**Task instructions:** Here the requirement is to repeat every record exactly, in full.

--

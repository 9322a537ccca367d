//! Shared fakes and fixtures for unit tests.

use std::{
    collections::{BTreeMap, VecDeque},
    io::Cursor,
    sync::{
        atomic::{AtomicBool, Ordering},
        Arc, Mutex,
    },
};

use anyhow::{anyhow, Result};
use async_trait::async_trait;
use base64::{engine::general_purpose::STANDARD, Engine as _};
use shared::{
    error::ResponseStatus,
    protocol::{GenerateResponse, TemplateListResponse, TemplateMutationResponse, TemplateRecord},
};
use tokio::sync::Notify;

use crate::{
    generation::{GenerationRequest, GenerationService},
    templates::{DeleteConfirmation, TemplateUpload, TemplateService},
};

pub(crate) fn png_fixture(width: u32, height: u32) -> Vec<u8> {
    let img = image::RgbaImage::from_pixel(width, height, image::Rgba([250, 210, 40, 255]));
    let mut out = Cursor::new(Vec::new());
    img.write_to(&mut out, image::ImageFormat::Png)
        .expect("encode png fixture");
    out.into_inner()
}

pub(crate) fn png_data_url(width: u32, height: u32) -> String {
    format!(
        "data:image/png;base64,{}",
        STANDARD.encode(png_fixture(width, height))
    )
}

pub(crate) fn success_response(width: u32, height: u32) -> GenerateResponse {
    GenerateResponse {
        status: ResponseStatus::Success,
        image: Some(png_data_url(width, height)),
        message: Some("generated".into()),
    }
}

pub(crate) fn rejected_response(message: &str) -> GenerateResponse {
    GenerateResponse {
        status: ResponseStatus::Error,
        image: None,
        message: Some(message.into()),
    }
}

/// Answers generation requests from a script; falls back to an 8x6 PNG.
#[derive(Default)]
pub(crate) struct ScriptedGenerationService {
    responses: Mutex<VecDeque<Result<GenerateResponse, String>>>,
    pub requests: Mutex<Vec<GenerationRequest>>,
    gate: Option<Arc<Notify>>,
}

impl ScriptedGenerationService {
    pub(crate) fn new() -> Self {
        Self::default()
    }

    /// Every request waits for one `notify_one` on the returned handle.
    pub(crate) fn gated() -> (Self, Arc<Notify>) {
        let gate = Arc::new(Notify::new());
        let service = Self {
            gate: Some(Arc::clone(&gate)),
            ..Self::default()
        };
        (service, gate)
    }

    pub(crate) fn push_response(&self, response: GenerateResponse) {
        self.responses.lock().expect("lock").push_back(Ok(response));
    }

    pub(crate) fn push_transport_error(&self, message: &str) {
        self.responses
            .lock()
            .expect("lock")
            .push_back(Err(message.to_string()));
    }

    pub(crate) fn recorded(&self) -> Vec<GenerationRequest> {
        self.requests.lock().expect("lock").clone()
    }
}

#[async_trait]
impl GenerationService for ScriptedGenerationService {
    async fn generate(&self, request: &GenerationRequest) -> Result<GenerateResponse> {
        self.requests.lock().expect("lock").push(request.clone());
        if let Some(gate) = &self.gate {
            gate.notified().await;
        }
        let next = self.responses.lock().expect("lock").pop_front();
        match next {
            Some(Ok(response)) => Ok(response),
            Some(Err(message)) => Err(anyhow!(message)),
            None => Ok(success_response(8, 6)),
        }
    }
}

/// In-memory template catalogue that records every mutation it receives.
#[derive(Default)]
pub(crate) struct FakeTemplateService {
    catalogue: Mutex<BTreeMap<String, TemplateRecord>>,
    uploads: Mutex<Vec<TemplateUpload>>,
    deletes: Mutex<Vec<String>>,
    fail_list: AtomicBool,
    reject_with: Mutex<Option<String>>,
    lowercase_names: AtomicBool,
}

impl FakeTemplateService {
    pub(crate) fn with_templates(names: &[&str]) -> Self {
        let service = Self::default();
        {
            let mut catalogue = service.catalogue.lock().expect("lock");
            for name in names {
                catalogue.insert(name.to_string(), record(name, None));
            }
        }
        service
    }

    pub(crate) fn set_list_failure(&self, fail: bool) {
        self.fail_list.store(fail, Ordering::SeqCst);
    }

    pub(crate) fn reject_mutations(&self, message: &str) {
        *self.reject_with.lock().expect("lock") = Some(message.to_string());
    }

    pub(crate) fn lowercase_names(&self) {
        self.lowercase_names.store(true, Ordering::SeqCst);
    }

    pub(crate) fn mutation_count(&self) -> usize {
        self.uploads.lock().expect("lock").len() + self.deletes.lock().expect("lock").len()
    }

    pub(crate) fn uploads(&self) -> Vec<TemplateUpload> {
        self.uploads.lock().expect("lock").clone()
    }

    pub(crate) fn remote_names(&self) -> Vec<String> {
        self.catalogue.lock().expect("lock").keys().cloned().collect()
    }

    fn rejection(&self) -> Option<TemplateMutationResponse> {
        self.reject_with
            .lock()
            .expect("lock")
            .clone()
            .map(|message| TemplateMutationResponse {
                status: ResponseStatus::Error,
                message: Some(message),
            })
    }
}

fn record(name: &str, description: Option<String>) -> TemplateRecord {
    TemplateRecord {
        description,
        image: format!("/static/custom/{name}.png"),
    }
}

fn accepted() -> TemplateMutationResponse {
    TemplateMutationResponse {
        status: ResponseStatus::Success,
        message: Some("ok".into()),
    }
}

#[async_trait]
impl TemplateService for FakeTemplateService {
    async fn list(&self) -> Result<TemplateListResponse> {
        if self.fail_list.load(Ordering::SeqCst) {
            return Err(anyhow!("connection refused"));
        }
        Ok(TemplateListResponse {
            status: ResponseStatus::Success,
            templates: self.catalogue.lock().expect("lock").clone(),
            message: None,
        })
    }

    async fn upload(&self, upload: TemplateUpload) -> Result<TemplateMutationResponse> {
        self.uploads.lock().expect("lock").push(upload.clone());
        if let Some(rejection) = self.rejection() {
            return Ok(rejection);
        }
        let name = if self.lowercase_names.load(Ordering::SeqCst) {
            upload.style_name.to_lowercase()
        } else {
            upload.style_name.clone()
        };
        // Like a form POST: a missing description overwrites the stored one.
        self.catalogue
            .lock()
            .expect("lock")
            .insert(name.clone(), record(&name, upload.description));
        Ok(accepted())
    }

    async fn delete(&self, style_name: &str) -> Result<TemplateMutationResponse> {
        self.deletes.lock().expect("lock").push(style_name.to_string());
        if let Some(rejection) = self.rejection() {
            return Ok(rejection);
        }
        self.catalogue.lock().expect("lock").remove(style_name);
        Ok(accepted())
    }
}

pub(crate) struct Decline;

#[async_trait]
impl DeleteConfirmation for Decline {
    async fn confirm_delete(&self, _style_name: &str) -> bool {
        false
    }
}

--

**Solution to the problem:**
repository 9322a537ccca367d
//! Shared fakes and fixtures for unit tests.

use std::{
    collections::{BTreeMap, VecDeque},
    io::Cursor,
    sync::{
        atomic::{AtomicBool, Ordering},
        Arc, Mutex,
    },
};

use anyhow::{anyhow, Result};
use async_trait::async_trait;
use base64::{engine::general_purpose::STANDARD, Engine as _};
use shared::{
    error::ResponseStatus,
    protocol::{GenerateResponse, TemplateListResponse, TemplateMutationResponse, TemplateRecord},
};
use tokio::sync::Notify;

use crate::{
    generation::{GenerationRequest, GenerationService},
    templates::{DeleteConfirmation, TemplateUpload, TemplateService},
};

pub(crate) fn png_fixture(width: u32, height: u32) -> Vec<u8> {
    let img = image::RgbaImage::from_pixel(width, height, image::Rgba([250, 210, 40, 255]));
    let mut out = Cursor::new(Vec::new());
    img.write_to(&mut out, image::ImageFormat::Png)
        .expect("encode png fixture");
    out.into_inner()
}

pub(crate) fn png_data_url(width: u32, height: u32) -> String {
    format!(
        "data:image/png;base64,{}",
        STANDARD.encode(png_fixture(width, height))
    )
}

pub(crate) fn success_response(width: u32, height: u32) -> GenerateResponse {
    GenerateResponse {
        status: ResponseStatus::Success,
        image: Some(png_data_url(width, height)),
        message: Some("generated".into()),
    }
}

pub(crate) fn rejected_response(message: &str) -> GenerateResponse {
    GenerateResponse {
        status: ResponseStatus::Error,
        image: None,
        message: Some(message.into()),
    }
}

/// Answers generation requests from a script; falls back to an 8x6 PNG.
#[derive(Default)]
pub(crate) struct ScriptedGenerationService {
    responses: Mutex<VecDeque<Result<GenerateResponse, String>>>,
    pub requests: Mutex<Vec<GenerationRequest>>,
    gate: Option<Arc<Notify>>,
}

impl ScriptedGenerationService {
    pub(crate) fn new() -> Self {
        Self::default()
    }

    /// Every request waits for one `notify_one` on the returned handle.
    pub(crate) fn gated() -> (Self, Arc<Notify>) {
        let gate = Arc::new(Notify::new());
        let service = Self {
            gate: Some(Arc::clone(&gate)),
            ..Self::default()
        };
        (service, gate)
    }

    pub(crate) fn push_response(&self, response: GenerateResponse) {
        self.responses.lock().expect("lock").push_back(Ok(response));
    }

    pub(crate) fn push_transport_error(&self, message: &str) {
        self.responses
            .lock()
            .expect("lock")
            .push_back(Err(message.to_string()));
    }

    pub(crate) fn recorded(&self) -> Vec<GenerationRequest> {
        self.requests.lock().expect("lock").clone()
    }
}

#[async_trait]
impl GenerationService for ScriptedGenerationService {
    async fn generate(&self, request: &GenerationRequest) -> Result<GenerateResponse> {
        self.requests.lock().expect("lock").push(request.clone());
        if let Some(gate) = &self.gate {
            gate.notified().await;
        }
        let next = self.responses.lock().expect("lock").pop_front();
        match next {
            Some(Ok(response)) => Ok(response),
            Some(Err(message)) => Err(anyhow!(message)),
            None => Ok(success_response(8, 6)),
        }
    }
}

/// In-memory template catalogue that records every mutation it receives.
#[derive(Default)]
pub(crate) struct FakeTemplateService {
    catalogue: Mutex<BTreeMap<String, TemplateRecord>>,
    uploads: Mutex<Vec<TemplateUpload>>,
    deletes: Mutex<Vec<String>>,
    fail_list: AtomicBool,
    reject_with: Mutex<Option<String>>,
    lowercase_names: AtomicBool,
}

impl FakeTemplateService {
    pub(crate) fn with_templates(names: &[&str]) -> Self {
        let service = Self::default();
        {
            let mut catalogue = service.catalogue.lock().expect("lock");
            for name in names {
                catalogue.insert(name.to_string(), record(name, None));
            }
        }
        service
    }

    pub(crate) fn set_list_failure(&self, fail: bool) {
        self.fail_list.store(fail, Ordering::SeqCst);
    }

    pub(crate) fn reject_mutations(&self, message: &str) {
        *self.reject_with.lock().expect("lock") = Some(message.to_string());
    }

    pub(crate) fn lowercase_names(&self) {
        self.lowercase_names.store(true, Ordering::SeqCst);
    }

    pub(crate) fn mutation_count(&self) -> usize {
        self.uploads.lock().expect("lock").len() + self.deletes.lock().expect("lock").len()
    }

    pub(crate) fn uploads(&self) -> Vec<TemplateUpload> {
        self.uploads.lock().expect("lock").clone()
    }

    pub(crate) fn remote_names(&self) -> Vec<String> {
        self.catalogue.lock().expect("lock").keys().cloned().collect()
    }

    fn rejection(&self) -> Option<TemplateMutationResponse> {
        self.reject_with
            .lock()
            .expect("lock")
            .clone()
            .map(|message| TemplateMutationResponse {
                status: ResponseStatus::Error,
                message: Some(message),
            })
    }
}

fn record(name: &str, description: Option<String>) -> TemplateRecord {
    TemplateRecord {
        description,
        image: format!("/static/custom/{name}.png"),
    }
}

fn accepted() -> TemplateMutationResponse {
    TemplateMutationResponse {
        status: ResponseStatus::Success,
        message: Some("ok".into()),
    }
}

#[async_trait]
impl TemplateService for FakeTemplateService {
    async fn list(&self) -> Result<TemplateListResponse> {
        if self.fail_list.load(Ordering::SeqCst) {
            return Err(anyhow!("connection refused"));
        }
        Ok(TemplateListResponse {
            status: ResponseStatus::Success,
            templates: self.catalogue.lock().expect("lock").clone(),
            message: None,
        })
    }

    async fn upload(&self, upload: TemplateUpload) -> Result<TemplateMutationResponse> {
        self.uploads.lock().expect("lock").push(upload.clone());
        if let Some(rejection) = self.rejection() {
            return Ok(rejection);
        }
        let name = if self.lowercase_names.load(Ordering::SeqCst) {
            upload.style_name.to_lowercase()
        } else {
            upload.style_name.clone()
        };
        // Like a form POST: a missing description overwrites the stored one.
        self.catalogue
            .lock()
            .expect("lock")
            .insert(name.clone(), record(&name, upload.description));
        Ok(accepted())
    }

    async fn delete(&self, style_name: &str) -> Result<TemplateMutationResponse> {
        self.deletes.lock().expect("lock").push(style_name.to_string());
        if let Some(rejection) = self.rejection() {
            return Ok(rejection);
        }
        self.catalogue.lock().expect("lock").remove(style_name);
        Ok(accepted())
    }
}

pub(crate) struct Decline;

#[async_trait]
impl DeleteConfirmation for Decline {
    async fn confirm_delete(&self, _style_name: &str) -> bool {
        false
    }
}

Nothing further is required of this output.